- [TASK PROMPT]: Give the records back in full, exactly as they read.

Dataset items:
::::

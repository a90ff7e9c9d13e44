//! Speech-to-text adapter
//!
//! Wraps a transcription capability behind the junk filter and the
//! recover-to-silence failure policy. The underlying engine is built lazily
//! on first use; concurrent first calls initialize it exactly once.

use std::path::Path;
use std::sync::Arc;

use async_trait::async_trait;
use tokio::sync::OnceCell;

use crate::config::SttConfig;
use crate::{Error, Result};

/// Phrases the transcription backend emits for silence or background noise,
/// matched after trimming and lowercasing
const JUNK_TRANSCRIPTIONS: &[&str] = &["you", "thank you.", "thanks for watching."];

/// Transcription capability
#[async_trait]
pub trait Transcriber: Send + Sync {
    /// Transcribe audio bytes to text.
    ///
    /// `file_name` is a container hint (e.g. `answer.webm`) for backends
    /// that sniff the format from the upload name.
    ///
    /// # Errors
    ///
    /// Returns an error if transcription fails.
    async fn transcribe(&self, audio: Vec<u8>, file_name: &str) -> Result<String>;
}

/// Response from the transcriptions endpoint
#[derive(serde::Deserialize)]
struct TranscriptionResponse {
    text: String,
}

/// Transcription over an OpenAI-compatible Whisper HTTP API
pub struct WhisperApi {
    client: reqwest::Client,
    api_url: String,
    api_key: String,
    model: String,
}

impl WhisperApi {
    /// Create a client from configuration
    ///
    /// # Errors
    ///
    /// Returns an error if no API key is configured or the HTTP client
    /// cannot be built.
    pub fn new(config: &SttConfig) -> Result<Self> {
        let api_key = config
            .api_key
            .clone()
            .ok_or_else(|| Error::Config("OPENAI_API_KEY is required for transcription".to_string()))?;

        let client = reqwest::Client::builder().timeout(config.timeout).build()?;

        Ok(Self {
            client,
            api_url: config.api_url.clone(),
            api_key,
            model: config.model.clone(),
        })
    }
}

/// Content type for an upload, from its file extension
fn mime_for(file_name: &str) -> &'static str {
    match Path::new(file_name).extension().and_then(|ext| ext.to_str()) {
        Some("wav") => "audio/wav",
        Some("webm") => "audio/webm",
        Some("ogg") => "audio/ogg",
        Some("mp3") => "audio/mpeg",
        _ => "application/octet-stream",
    }
}

#[async_trait]
impl Transcriber for WhisperApi {
    async fn transcribe(&self, audio: Vec<u8>, file_name: &str) -> Result<String> {
        tracing::debug!(audio_bytes = audio.len(), file_name, "starting transcription");

        let part = reqwest::multipart::Part::bytes(audio)
            .file_name(file_name.to_string())
            .mime_str(mime_for(file_name))
            .map_err(|e| Error::Transcription(format!("invalid upload part: {e}")))?;

        let form = reqwest::multipart::Form::new()
            .part("file", part)
            .text("model", self.model.clone());

        let response = self
            .client
            .post(format!("{}/audio/transcriptions", self.api_url))
            .header("Authorization", format!("Bearer {}", self.api_key))
            .multipart(form)
            .send()
            .await
            .map_err(|e| Error::Transcription(format!("request failed: {e}")))?;

        let status = response.status();
        if !status.is_success() {
            let body = response.text().await.unwrap_or_default();
            return Err(Error::Transcription(format!("transcription API error {status}: {body}")));
        }

        let parsed: TranscriptionResponse = response
            .json()
            .await
            .map_err(|e| Error::Transcription(format!("malformed transcription response: {e}")))?;

        tracing::debug!(transcript = %parsed.text, "transcription complete");
        Ok(parsed.text)
    }
}

/// Builds the transcription engine on first use
type EngineLoader = Box<dyn Fn() -> Result<Arc<dyn Transcriber>> + Send + Sync>;

/// Transcribes candidate answers, recovering every failure into an empty
/// transcript
///
/// An empty transcript reads as "no usable speech" downstream, which the
/// engine answers with a clarification request instead of an error page.
pub struct SpeechToText {
    loader: EngineLoader,
    engine: OnceCell<Arc<dyn Transcriber>>,
}

impl SpeechToText {
    /// Adapter that lazily builds a [`WhisperApi`] engine on first use
    #[must_use]
    pub fn new(config: SttConfig) -> Self {
        Self::with_loader(move || {
            let engine = WhisperApi::new(&config)?;
            Ok(Arc::new(engine) as Arc<dyn Transcriber>)
        })
    }

    /// Adapter over an already-built engine
    pub fn from_engine(engine: Arc<dyn Transcriber>) -> Self {
        Self::with_loader(move || Ok(engine.clone()))
    }

    /// Adapter with a custom engine loader
    pub fn with_loader(loader: impl Fn() -> Result<Arc<dyn Transcriber>> + Send + Sync + 'static) -> Self {
        Self { loader: Box::new(loader), engine: OnceCell::new() }
    }

    async fn engine(&self) -> Result<&Arc<dyn Transcriber>> {
        self.engine.get_or_try_init(|| async { (self.loader)() }).await
    }

    /// Transcribe one answer, filtering junk and recovering failures.
    ///
    /// Never fails: an unavailable engine or a failed transcription becomes
    /// an empty transcript, logged at warn level.
    pub async fn transcribe(&self, audio: Vec<u8>, file_name: &str) -> String {
        let engine = match self.engine().await {
            Ok(engine) => engine,
            Err(e) => {
                tracing::warn!(error = %e, "transcription engine unavailable");
                return String::new();
            }
        };

        match engine.transcribe(audio, file_name).await {
            Ok(text) => filter_junk(&text),
            Err(e) => {
                tracing::warn!(error = %e, "transcription failed, treating as silence");
                String::new()
            }
        }
    }
}

/// Map known junk transcriptions to silence and trim the rest
fn filter_junk(text: &str) -> String {
    let trimmed = text.trim();
    if JUNK_TRANSCRIPTIONS.contains(&trimmed.to_lowercase().as_str()) {
        String::new()
    } else {
        trimmed.to_string()
    }
}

::::

- [ANSWER SPACE]:
repository a90ff7e9c9d13e44
//! Speech-to-text adapter
//!
//! Wraps a transcription capability behind the junk filter and the
//! recover-to-silence failure policy. The underlying engine is built lazily
//! on first use; concurrent first calls initialize it exactly once.

use std::path::Path;
use std::sync::Arc;

use async_trait::async_trait;
use tokio::sync::OnceCell;

use crate::config::SttConfig;
use crate::{Error, Result};

/// Phrases the transcription backend emits for silence or background noise,
/// matched after trimming and lowercasing
const JUNK_TRANSCRIPTIONS: &[&str] = &["you", "thank you.", "thanks for watching."];

/// Transcription capability
#[async_trait]
pub trait Transcriber: Send + Sync {
    /// Transcribe audio bytes to text.
    ///
    /// `file_name` is a container hint (e.g. `answer.webm`) for backends
    /// that sniff the format from the upload name.
    ///
    /// # Errors
    ///
    /// Returns an error if transcription fails.
    async fn transcribe(&self, audio: Vec<u8>, file_name: &str) -> Result<String>;
}

/// Response from the transcriptions endpoint
#[derive(serde::Deserialize)]
struct TranscriptionResponse {
    text: String,
}

/// Transcription over an OpenAI-compatible Whisper HTTP API
pub struct WhisperApi {
    client: reqwest::Client,
    api_url: String,
    api_key: String,
    model: String,
}

impl WhisperApi {
    /// Create a client from configuration
    ///
    /// # Errors
    ///
    /// Returns an error if no API key is configured or the HTTP client
    /// cannot be built.
    pub fn new(config: &SttConfig) -> Result<Self> {
        let api_key = config
            .api_key
            .clone()
            .ok_or_else(|| Error::Config("OPENAI_API_KEY is required for transcription".to_string()))?;

        let client = reqwest::Client::builder().timeout(config.timeout).build()?;

        Ok(Self {
            client,
            api_url: config.api_url.clone(),
            api_key,
            model: config.model.clone(),
        })
    }
}

/// Content type for an upload, from its file extension
fn mime_for(file_name: &str) -> &'static str {
    match Path::new(file_name).extension().and_then(|ext| ext.to_str()) {
        Some("wav") => "audio/wav",
        Some("webm") => "audio/webm",
        Some("ogg") => "audio/ogg",
        Some("mp3") => "audio/mpeg",
        _ => "application/octet-stream",
    }
}

#[async_trait]
impl Transcriber for WhisperApi {
    async fn transcribe(&self, audio: Vec<u8>, file_name: &str) -> Result<String> {
        tracing::debug!(audio_bytes = audio.len(), file_name, "starting transcription");

        let part = reqwest::multipart::Part::bytes(audio)
            .file_name(file_name.to_string())
            .mime_str(mime_for(file_name))
            .map_err(|e| Error::Transcription(format!("invalid upload part: {e}")))?;

        let form = reqwest::multipart::Form::new()
            .part("file", part)
            .text("model", self.model.clone());

        let response = self
            .client
            .post(format!("{}/audio/transcriptions", self.api_url))
            .header("Authorization", format!("Bearer {}", self.api_key))
            .multipart(form)
            .send()
            .await
            .map_err(|e| Error::Transcription(format!("request failed: {e}")))?;

        let status = response.status();
        if !status.is_success() {
            let body = response.text().await.unwrap_or_default();
            return Err(Error::Transcription(format!("transcription API error {status}: {body}")));
        }

        let parsed: TranscriptionResponse = response
            .json()
            .await
            .map_err(|e| Error::Transcription(format!("malformed transcription response: {e}")))?;

        tracing::debug!(transcript = %parsed.text, "transcription complete");
        Ok(parsed.text)
    }
}

/// Builds the transcription engine on first use
type EngineLoader = Box<dyn Fn() -> Result<Arc<dyn Transcriber>> + Send + Sync>;

/// Transcribes candidate answers, recovering every failure into an empty
/// transcript
///
/// An empty transcript reads as "no usable speech" downstream, which the
/// engine answers with a clarification request instead of an error page.
pub struct SpeechToText {
    loader: EngineLoader,
    engine: OnceCell<Arc<dyn Transcriber>>,
}

impl SpeechToText {
    /// Adapter that lazily builds a [`WhisperApi`] engine on first use
    #[must_use]
    pub fn new(config: SttConfig) -> Self {
        Self::with_loader(move || {
            let engine = WhisperApi::new(&config)?;
            Ok(Arc::new(engine) as Arc<dyn Transcriber>)
        })
    }

    /// Adapter over an already-built engine
    pub fn from_engine(engine: Arc<dyn Transcriber>) -> Self {
        Self::with_loader(move || Ok(engine.clone()))
    }

    /// Adapter with a custom engine loader
    pub fn with_loader(loader: impl Fn() -> Result<Arc<dyn Transcriber>> + Send + Sync + 'static) -> Self {
        Self { loader: Box::new(loader), engine: OnceCell::new() }
    }

    async fn engine(&self) -> Result<&Arc<dyn Transcriber>> {
        self.engine.get_or_try_init(|| async { (self.loader)() }).await
    }

    /// Transcribe one answer, filtering junk and recovering failures.
    ///
    /// Never fails: an unavailable engine or a failed transcription becomes
    /// an empty transcript, logged at warn level.
    pub async fn transcribe(&self, audio: Vec<u8>, file_name: &str) -> String {
        let engine = match self.engine().await {
            Ok(engine) => engine,
            Err(e) => {
                tracing::warn!(error = %e, "transcription engine unavailable");
                return String::new();
            }
        };

        match engine.transcribe(audio, file_name).await {
            Ok(text) => filter_junk(&text),
            Err(e) => {
                tracing::warn!(error = %e, "transcription failed, treating as silence");
                String::new()
            }
        }
    }
}

/// Map known junk transcriptions to silence and trim the rest
fn filter_junk(text: &str) -> String {
    let trimmed = text.trim();
    if JUNK_TRANSCRIPTIONS.contains(&trimmed.to_lowercase().as_str()) {
        String::new()
    } else {
        trimmed.to_string()
    }
}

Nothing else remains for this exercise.